🤖 AI Summary
This work addresses the robustness evaluation of bird’s-eye-view (BEV) 3D object detectors by proposing the first spatiotemporally consistent, physically realizable general-purpose 3D adversarial object generation method. To meet the practical requirement of persistent multi-view and multi-frame attacks, we design an occlusion-aware differentiable rendering module and incorporate BEV feature-space constraints alongside multi-view geometric consistency modeling—ensuring stable interference and visual plausibility across views and frames. The generated non-intrusive 3D perturbations (e.g., vehicle-mounted thin films) significantly degrade vehicle detection performance on mainstream BEV detectors, achieving higher attack success rates than existing baselines. Moreover, the method exhibits strong generalization: adversarial objects remain effective under varying positions, distances, and viewing angles, without requiring re-optimization. This establishes a new benchmark for physically grounded, temporally coherent adversarial evaluation of BEV perception systems.
📝 Abstract
3D object detection is a critical component in autonomous driving systems. It allows real-time recognition and detection of vehicles, pedestrians and obstacles under varying environmental conditions. Among existing methods, 3D object detection in the Bird's Eye View (BEV) has emerged as the mainstream framework. To guarantee a safe, robust and trustworthy 3D object detection, 3D adversarial attacks are investigated, where attacks are placed in 3D environments to evaluate the model performance, e.g. putting a film on a car, clothing a pedestrian. The vulnerability of 3D object detection models to 3D adversarial attacks serves as an important indicator to evaluate the robustness of the model against perturbations. To investigate this vulnerability, we generate non-invasive 3D adversarial objects tailored for real-world attack scenarios. Our method verifies the existence of universal adversarial objects that are spatially consistent across time and camera views. Specifically, we employ differentiable rendering techniques to accurately model the spatial relationship between adversarial objects and the target vehicle.
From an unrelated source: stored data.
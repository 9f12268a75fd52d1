//! Path helpers shared by the config mapping and the open-file index.

use std::path::{Path, PathBuf};

/// Suffix the kernel appends to `/proc/<pid>/fd` targets whose file was unlinked.
const DELETED_SUFFIX: &str = " (deleted)";

/// Normalize one config line into a directory path.
///
/// Trims surrounding whitespace (including a CR left by CRLF files) and
/// trailing slashes, keeping `/` itself intact.
pub fn normalize_config_line(line: &str) -> PathBuf {
    let trimmed = line.trim();
    let stripped = trimmed.trim_end_matches('/');
    if stripped.is_empty() && trimmed.starts_with('/') {
        PathBuf::from("/")
    } else {
        PathBuf::from(stripped)
    }
}

/// Turn a raw descriptor link target into a comparable absolute path.
///
/// Returns `None` for pseudo targets such as `socket:[1234]` or `pipe:[99]`.
pub fn normalize_fd_target(target: &Path) -> Option<PathBuf> {
    let raw = target.to_string_lossy();
    let trimmed = raw.strip_suffix(DELETED_SUFFIX).unwrap_or(&raw);
    if !trimmed.starts_with('/') {
        return None;
    }
    if trimmed.len() == raw.len() {
        // Keep non-UTF-8 bytes when nothing was stripped.
        return Some(target.to_path_buf());
    }
    Some(PathBuf::from(trimmed))
}

/// Whether `path` lies inside `dir`, compared component-wise.
///
/// `/data/logs2/a.log` is not inside `/data/logs`.
pub fn is_within(path: &Path, dir: &Path) -> bool {
    path != dir && path.starts_with(dir)
}
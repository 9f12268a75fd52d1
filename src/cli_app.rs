//! Command-line definition and dispatch.

use std::path::PathBuf;

use clap::Parser;
use thiserror::Error;

use logwarden::core::config::DaemonSettings;
use logwarden::core::errors::FatalError;
use logwarden::daemon::loop_main::Daemon;

/// Keeps log volumes from filling up by deleting the oldest idle log files.
#[derive(Debug, Parser)]
#[command(
    name = "logwarden",
    author,
    version,
    about = "Log volume free-space guardian",
    long_about = None
)]
pub struct Cli {
    /// File listing one absolute log directory per line.
    #[arg(short = 'c', value_name = "PATH", default_value = "config")]
    config: PathBuf,
    /// Dry run: log which files would be deleted without deleting them.
    #[arg(short = 'd')]
    dry_run: bool,
}

/// CLI error type with explicit exit-code mapping.
#[derive(Debug, Error)]
pub enum CliError {
    #[error(transparent)]
    Fatal(#[from] FatalError),
}

impl CliError {
    /// Process exit code contract for the CLI.
    pub const fn exit_code(&self) -> i32 {
        match self {
            Self::Fatal(_) => 1,
        }
    }
}

/// Load settings and run the daemon until a fatal error.
pub fn run(cli: &Cli) -> Result<(), CliError> {
    let settings = DaemonSettings::load(cli.config.clone(), cli.dry_run)?;
    Daemon::new(settings)?.run()?;
    Ok(())
}
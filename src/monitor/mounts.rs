//! Mount point discovery from the kernel mount table.

#![allow(missing_docs)]

use std::path::PathBuf;
use std::sync::Arc;

use crate::core::errors::Result;
use crate::platform::pal::Platform;

/// Lists the device-backed mount points known to the platform.
#[derive(Clone)]
pub struct MountResolver {
    platform: Arc<dyn Platform>,
}

impl MountResolver {
    pub fn new(platform: Arc<dyn Platform>) -> Self {
        Self { platform }
    }

    /// Current mount points, longest path first.
    ///
    /// Only entries whose source field names a `/dev` device are kept, so
    /// pseudo filesystems (`proc`, `sysfs`, `tmpfs`, ...) never become volumes.
    pub fn list_volumes(&self) -> Result<Vec<PathBuf>> {
        let raw = self.platform.mount_table()?;
        Ok(parse_mount_table(&raw))
    }
}

impl std::fmt::Debug for MountResolver {
    fn fmt(&self, f: &mut std::fmt::Formatter<'_>) -> std::fmt::Result {
        f.debug_struct("MountResolver").finish_non_exhaustive()
    }
}

/// Parse `/proc/self/mounts`-style text into device-backed mount points.
///
/// Malformed lines are skipped with a warning. Duplicate mount points
/// collapse to one entry. The result is sorted by path length, descending.
pub fn parse_mount_table(raw: &str) -> Vec<PathBuf> {
    let mut mounts: Vec<PathBuf> = Vec::new();
    for line in raw.lines() {
        if line.trim().is_empty() {
            continue;
        }
        let fields: Vec<&str> = line.split_whitespace().collect();
        if fields.len() < 3 {
            eprintln!("[LWD-MOUNTS] warning: skipping malformed mount table line: {line}");
            continue;
        }
        if !fields[0].contains("/dev") {
            continue;
        }
        let path = unescape_mount_path(fields[1]);
        if !mounts.contains(&path) {
            mounts.push(path);
        }
    }
    mounts.sort_by(|left, right| right.as_os_str().len().cmp(&left.as_os_str().len()));
    mounts
}

/// Decode the kernel's `\NNN` octal escapes, keeping raw bytes.
fn unescape_mount_path(raw: &str) -> PathBuf {
    let raw_bytes = raw.as_bytes();
    let mut bytes = Vec::with_capacity(raw_bytes.len());
    let mut i = 0;
    while i < raw_bytes.len() {
        if raw_bytes[i] == b'\\' && i + 3 < raw_bytes.len() {
            let digits = &raw_bytes[i + 1..=i + 3];
            if digits.iter().all(|d| (b'0'..=b'7').contains(d)) {
                let value = digits
                    .iter()
                    .fold(0u16, |acc, d| acc * 8 + u16::from(d - b'0'));
                if let Ok(byte) = u8::try_from(value) {
                    bytes.push(byte);
                    i += 4;
                    continue;
                }
            }
        }
        bytes.push(raw_bytes[i]);
        i += 1;
    }

    #[cfg(unix)]
    {
        use std::os::unix::ffi::OsStringExt;
        PathBuf::from(std::ffi::OsString::from_vec(bytes))
    }
    #[cfg(not(unix))]
    {
        PathBuf::from(String::from_utf8_lossy(&bytes).into_owned())
    }
}
#![forbid(unsafe_code)]

//! logwarden: keeps log volumes from filling up.
//!
//! The daemon watches the free-space percentage of every volume that holds a
//! configured log directory. When a volume drops below the low-water mark it
//! deletes the oldest log files that are old enough (by both modification and
//! access time) and not held open by any process, re-probing after each
//! deletion until free space is back above the high-water mark.
//!
//! # Library usage
//!
//! ```rust,no_run
//! use logwarden::prelude::*;
//! ```
//!
//! Individual modules can also be imported directly:
//!
//! ```rust,no_run
//! use logwarden::core::volume_map::VolumeMapping;
//! use logwarden::scanner::eviction::{EvictionConfig, EvictionEngine};
//! ```

pub mod prelude;

pub mod core;
pub mod daemon;
pub mod logger;
pub mod monitor;
pub mod platform;
pub mod scanner;
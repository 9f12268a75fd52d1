//! Platform abstraction layer: mount table and volume statistics.

pub mod pal;
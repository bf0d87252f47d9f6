//! Plugboard (Steckerbrett): letter swaps applied either side of the rotors.

use std::str::FromStr;

use super::pairs::parse_pairs;
use crate::error::BombeError;
use crate::utils::converter::ALPHABET_LEN;

/// Partial letter-swap table; unplugged letters map to themselves.
#[derive(Debug, Clone, PartialEq, Eq)]
pub struct Plugboard {
    map: [u8; ALPHABET_LEN],
}

impl Default for Plugboard {
    fn default() -> Self {
        Self::identity()
    }
}

impl Plugboard {
    /// A plugboard with no cables.
    pub fn identity() -> Self {
        let mut map = [0u8; ALPHABET_LEN];
        for (i, m) in map.iter_mut().enumerate() {
            *m = i as u8;
        }
        Plugboard { map }
    }

    /// Parses a space-separated pair list such as `"AR GK OX"`.
    ///
    /// A letter paired with itself is accepted and means "unplugged".
    ///
    /// # Errors
    /// Returns [`BombeError::InvalidPlugboard`] for malformed pairs or a
    /// letter used twice.
    pub fn parse(spec: &str) -> Result<Self, BombeError> {
        let pairs = parse_pairs(spec, true).map_err(BombeError::InvalidPlugboard)?;
        let mut board = Self::identity();
        for (i, slot) in pairs.iter().enumerate() {
            if let Some(o) = slot {
                board.map[i] = *o;
            }
        }
        Ok(board)
    }

    /// Builds a plugboard from already-validated letter pairs.
    ///
    /// Pairs are expected to be mutually consistent; a later pair simply
    /// overwrites an earlier one touching the same letter.
    pub fn from_pairs(pairs: &[(u8, u8)]) -> Self {
        let mut board = Self::identity();
        for &(a, b) in pairs {
            board.map[a as usize % ALPHABET_LEN] = b % ALPHABET_LEN as u8;
            board.map[b as usize % ALPHABET_LEN] = a % ALPHABET_LEN as u8;
        }
        board
    }

    /// Swaps a letter through the plugboard.
    #[inline]
    pub fn transform(&self, c: u8) -> u8 {
        self.map[c as usize]
    }
}

impl FromStr for Plugboard {
    type Err = BombeError;

    fn from_str(s: &str) -> Result<Self, Self::Err> {
        Plugboard::parse(s)
    }
}
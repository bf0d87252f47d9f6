//! A complete Enigma machine: plugboard, three or four rotors, reflector.
//!
//! The Bombe never needs this (it only models the scrambler), but it is
//! the natural way to produce matching ciphertext/crib pairs and to check
//! a recovered key by decrypting with it.

use std::sync::Arc;

use super::{Plugboard, Reflector, Rotor, Wiring};
use crate::error::BombeError;
use crate::utils::converter::{a2i, i2a, letters};

/// Smallest supported rotor count.
const MIN_ROTORS: usize = 3;

/// Largest supported rotor count (M4 with a fourth, non-stepping rotor).
const MAX_ROTORS: usize = 4;

/// Enigma machine with regular stepping and the double-step anomaly.
#[derive(Debug, Clone)]
pub struct EnigmaMachine {
    /// Ordered right (fast) to left.
    rotors: Vec<Rotor>,
    reflector: Reflector,
    plugboard: Plugboard,
}

impl EnigmaMachine {
    /// Builds a machine.
    ///
    /// # Parameters
    /// - `rotors`: wiring specs ordered left to right as seen by the operator.
    /// - `reflector`: the reflector.
    /// - `rings`: ring settings, one letter per rotor, left to right.
    /// - `positions`: start window letters, one per rotor, left to right.
    /// - `plugboard`: the plugboard.
    ///
    /// # Errors
    /// Returns [`BombeError::InvalidRotorCount`] for anything but 3 or 4
    /// rotors, [`BombeError::SettingLength`] when `rings` or `positions` do
    /// not have one letter per rotor, and parse errors for bad wirings.
    pub fn new(
        rotors: &[&str],
        reflector: Reflector,
        rings: &str,
        positions: &str,
        plugboard: Plugboard,
    ) -> Result<Self, BombeError> {
        if !(MIN_ROTORS..=MAX_ROTORS).contains(&rotors.len()) {
            return Err(BombeError::InvalidRotorCount {
                min: MIN_ROTORS,
                max: MAX_ROTORS,
                got: rotors.len(),
            });
        }
        let rings = Self::setting_letters(rings, "ring settings", rotors.len())?;
        let positions = Self::setting_letters(positions, "rotor positions", rotors.len())?;

        let mut built = Vec::with_capacity(rotors.len());
        for ((spec, ring), pos) in rotors.iter().zip(rings).zip(positions).rev() {
            let wiring = Arc::new(Wiring::parse(spec)?);
            built.push(Rotor::new(wiring, ring, pos));
        }

        Ok(EnigmaMachine {
            rotors: built,
            reflector,
            plugboard,
        })
    }

    fn setting_letters(
        setting: &str,
        what: &'static str,
        expected: usize,
    ) -> Result<Vec<u8>, BombeError> {
        let parsed = letters(setting.trim())?;
        if parsed.len() != expected {
            return Err(BombeError::SettingLength {
                what,
                expected,
                got: parsed.len(),
            });
        }
        Ok(parsed)
    }

    /// Advances the rotors for one key press.
    ///
    /// Only the three rightmost rotors step. A middle rotor sitting on its
    /// notch steps itself and its left neighbour (double step).
    pub fn step(&mut self) {
        if self.rotors[1].at_notch() {
            self.rotors[1].step();
            self.rotors[2].step();
        } else if self.rotors[0].at_notch() {
            self.rotors[1].step();
        }
        self.rotors[0].step();
    }

    /// Presses one key: steps, then encrypts the letter.
    pub fn encrypt_letter(&mut self, c: u8) -> u8 {
        self.step();
        let mut letter = self.plugboard.transform(c);
        for rotor in &self.rotors {
            letter = rotor.transform(letter);
        }
        letter = self.reflector.transform(letter);
        for rotor in self.rotors.iter().rev() {
            letter = rotor.rev_transform(letter);
        }
        self.plugboard.transform(letter)
    }

    /// Encrypts (or, equivalently, decrypts) a string of uppercase letters.
    ///
    /// # Errors
    /// Returns [`BombeError::InvalidLetter`] on any character outside `A`..`Z`.
    /// The machine state is only advanced for letters before the error.
    pub fn encrypt(&mut self, text: &str) -> Result<String, BombeError> {
        let mut out = String::with_capacity(text.len());
        for c in text.chars() {
            let l = a2i(c)?;
            out.push(i2a(self.encrypt_letter(l)));
        }
        Ok(out)
    }

    /// Current window letters, left to right.
    pub fn positions(&self) -> String {
        self.rotors.iter().rev().map(|r| i2a(r.window())).collect()
    }
}
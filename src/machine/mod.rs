//! The rotor-cipher collaborator the Bombe is built around.
//!
//! The Bombe only needs three things from a rotor: map a letter forward,
//! map it backward, and step. [`Rotor`] provides exactly that on top of a
//! shared [`Wiring`] table. The rest of this module (plugboard, a complete
//! [`EnigmaMachine`] and the historical [`catalog`]) exists so results can
//! be produced and checked end to end.

pub mod catalog;
mod enigma;
mod pairs;
mod plugboard;
mod reflector;
mod rotor;

pub use enigma::EnigmaMachine;
pub use plugboard::Plugboard;
pub use reflector::Reflector;
pub use rotor::{Rotor, Wiring};
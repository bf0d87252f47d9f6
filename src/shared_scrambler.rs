//! SharedScrambler: the part of the machine every scrambler has in common.
//!
//! All of the Bombe's scramblers move in step, so at any moment they share
//! the positions of every rotor except the fast one. This struct owns those
//! slower rotors and the reflector, and keeps two caches:
//!
//! - `lower`: the route through the slow rotors and reflector for all 26
//!   inputs, regenerated whenever the slow rotors move.
//! - `higher`: full routes including the fast rotor, keyed by fast-rotor
//!   position and filled lazily by [`Scrambler`](crate::scrambler::Scrambler)s.
//!   After the fast rotor steps, most scramblers land on a position another
//!   scrambler has already computed.
//!
//! Both routes are involutions (a reflector sits in the middle), so every
//! lookup fills two cache entries.

use crate::machine::{Reflector, Rotor};
use crate::utils::converter::ALPHABET_LEN;

/// Marker for a cache slot that has not been computed yet.
const UNSET: u8 = u8::MAX;

/// Slow rotors, reflector and the route caches built on them.
pub(crate) struct SharedScrambler {
    /// Ordered from the second-fastest rotor to the slowest.
    rotors: Vec<Rotor>,
    reflector: Reflector,
    lower: [u8; ALPHABET_LEN],
    higher: [[u8; ALPHABET_LEN]; ALPHABET_LEN],
}

impl SharedScrambler {
    /// Creates the shared state for the given slow rotors and reflector.
    ///
    /// # Parameters
    /// - `rotors`: every rotor except the fast one, ordered fast to slow.
    /// - `reflector`: the reflector in use.
    pub(crate) fn new(rotors: Vec<Rotor>, reflector: Reflector) -> Self {
        let mut shared = SharedScrambler {
            rotors,
            reflector,
            lower: [UNSET; ALPHABET_LEN],
            higher: [[UNSET; ALPHABET_LEN]; ALPHABET_LEN],
        };
        shared.cache_gen();
        shared
    }

    /// Replaces the slow rotors and reflector and flushes both caches.
    pub(crate) fn change_rotors(&mut self, rotors: Vec<Rotor>, reflector: Reflector) {
        self.rotors = rotors;
        self.reflector = reflector;
        self.cache_gen();
    }

    /// Steps the slow rotors after a carry.
    ///
    /// # Parameters
    /// - `n`: how many rotors move on this step, counting the fast rotor,
    ///   so the first `n - 1` shared rotors advance by one.
    pub(crate) fn step(&mut self, n: usize) {
        for rotor in self.rotors.iter_mut().take(n.saturating_sub(1)) {
            rotor.step();
        }
        self.cache_gen();
    }

    /// Clears `higher` and recomputes `lower` for the current positions.
    fn cache_gen(&mut self) {
        self.lower = [UNSET; ALPHABET_LEN];
        for row in self.higher.iter_mut() {
            *row = [UNSET; ALPHABET_LEN];
        }
        for i in 0..ALPHABET_LEN as u8 {
            if self.lower[i as usize] != UNSET {
                continue;
            }
            let mut letter = i;
            for rotor in &self.rotors {
                letter = rotor.transform(letter);
            }
            letter = self.reflector.transform(letter);
            for rotor in self.rotors.iter().rev() {
                letter = rotor.rev_transform(letter);
            }
            self.lower[i as usize] = letter;
            self.lower[letter as usize] = i;
        }
    }

    /// Maps a letter through the slow rotors, reflector and back.
    #[inline]
    pub(crate) fn transform(&self, c: u8) -> u8 {
        self.lower[c as usize]
    }

    /// Cached full route for a scrambler whose fast rotor sits at `fast_pos`.
    #[inline]
    pub(crate) fn cached(&self, fast_pos: u8, c: u8) -> Option<u8> {
        match self.higher[fast_pos as usize][c as usize] {
            UNSET => None,
            out => Some(out),
        }
    }

    /// Records that `a` and `b` are connected at fast-rotor position `fast_pos`.
    #[inline]
    pub(crate) fn store(&mut self, fast_pos: u8, a: u8, b: u8) {
        let row = &mut self.higher[fast_pos as usize];
        row[a as usize] = b;
        row[b as usize] = a;
    }

    /// The slow rotors, fast to slow.
    pub(crate) fn rotors(&self) -> &[Rotor] {
        &self.rotors
    }
}

#[cfg(test)]
mod tests {
    use super::*;

    const ROTOR_II: &str = "AJDKSIRUXBLHWTMCQGZNPYFVOE";
    const ROTOR_I: &str = "EKMFLGDQVZNTOWYHXUSPAIBRCJ";
    const UKW_B: &str = "AY BR CU DH EQ FS GL IP JX KN MO TZ VW";

    fn shared() -> SharedScrambler {
        let rotors = vec![
            Rotor::from_spec(ROTOR_II).unwrap(),
            Rotor::from_spec(ROTOR_I).unwrap(),
        ];
        SharedScrambler::new(rotors, Reflector::parse(UKW_B).unwrap())
    }

    fn direct(s: &SharedScrambler, c: u8) -> u8 {
        let mut letter = c;
        for r in s.rotors() {
            letter = r.transform(letter);
        }
        letter = s.reflector.transform(letter);
        for r in s.rotors().iter().rev() {
            letter = r.rev_transform(letter);
        }
        letter
    }

    #[test]
    fn test_lower_cache_matches_direct_route() {
        let s = shared();
        for c in 0..26u8 {
            assert_eq!(s.transform(c), direct(&s, c));
        }
    }

    #[test]
    fn test_lower_cache_is_involution() {
        let s = shared();
        for c in 0..26u8 {
            assert_eq!(s.transform(s.transform(c)), c);
            assert_ne!(s.transform(c), c);
        }
    }

    #[test]
    fn test_step_moves_only_carried_rotors() {
        let mut s = shared();
        s.step(1);
        assert_eq!(s.rotors()[0].position(), 0);
        s.step(2);
        assert_eq!(s.rotors()[0].position(), 1);
        assert_eq!(s.rotors()[1].position(), 0);
        s.step(3);
        assert_eq!(s.rotors()[0].position(), 2);
        assert_eq!(s.rotors()[1].position(), 1);
    }

    #[test]
    fn test_step_regenerates_cache() {
        let mut s = shared();
        s.step(2);
        for c in 0..26u8 {
            assert_eq!(s.transform(c), direct(&s, c));
        }
    }

    #[test]
    fn test_higher_cache_store_and_flush() {
        let mut s = shared();
        assert_eq!(s.cached(3, 5), None);
        s.store(3, 5, 9);
        assert_eq!(s.cached(3, 5), Some(9));
        assert_eq!(s.cached(3, 9), Some(5));
        s.step(2);
        assert_eq!(s.cached(3, 5), None);
    }

    #[test]
    fn test_change_rotors_flushes() {
        let mut s = shared();
        s.store(0, 1, 2);
        let rotors = vec![
            Rotor::from_spec(ROTOR_I).unwrap(),
            Rotor::from_spec(ROTOR_II).unwrap(),
        ];
        s.change_rotors(rotors, Reflector::parse(UKW_B).unwrap());
        assert_eq!(s.cached(0, 1), None);
        for c in 0..26u8 {
            assert_eq!(s.transform(c), direct(&s, c));
        }
    }
}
Furthermore, we introduce an occlusion-aware module to enhance visual consistency and realism under different viewpoints. To maintain attack effectiveness across multiple frames, we design a BEV spatial feature-guided optimization strategy. Experimental results demonstrate that our approach can reliably suppress vehicle predictions from state-of-the-art 3D object detectors, serving as an important tool to test robustness of 3D object detection models before deployment. Moreover, the generated adversarial objects exhibit strong generalization capabilities, retaining its effectiveness at various positions and distances in the scene.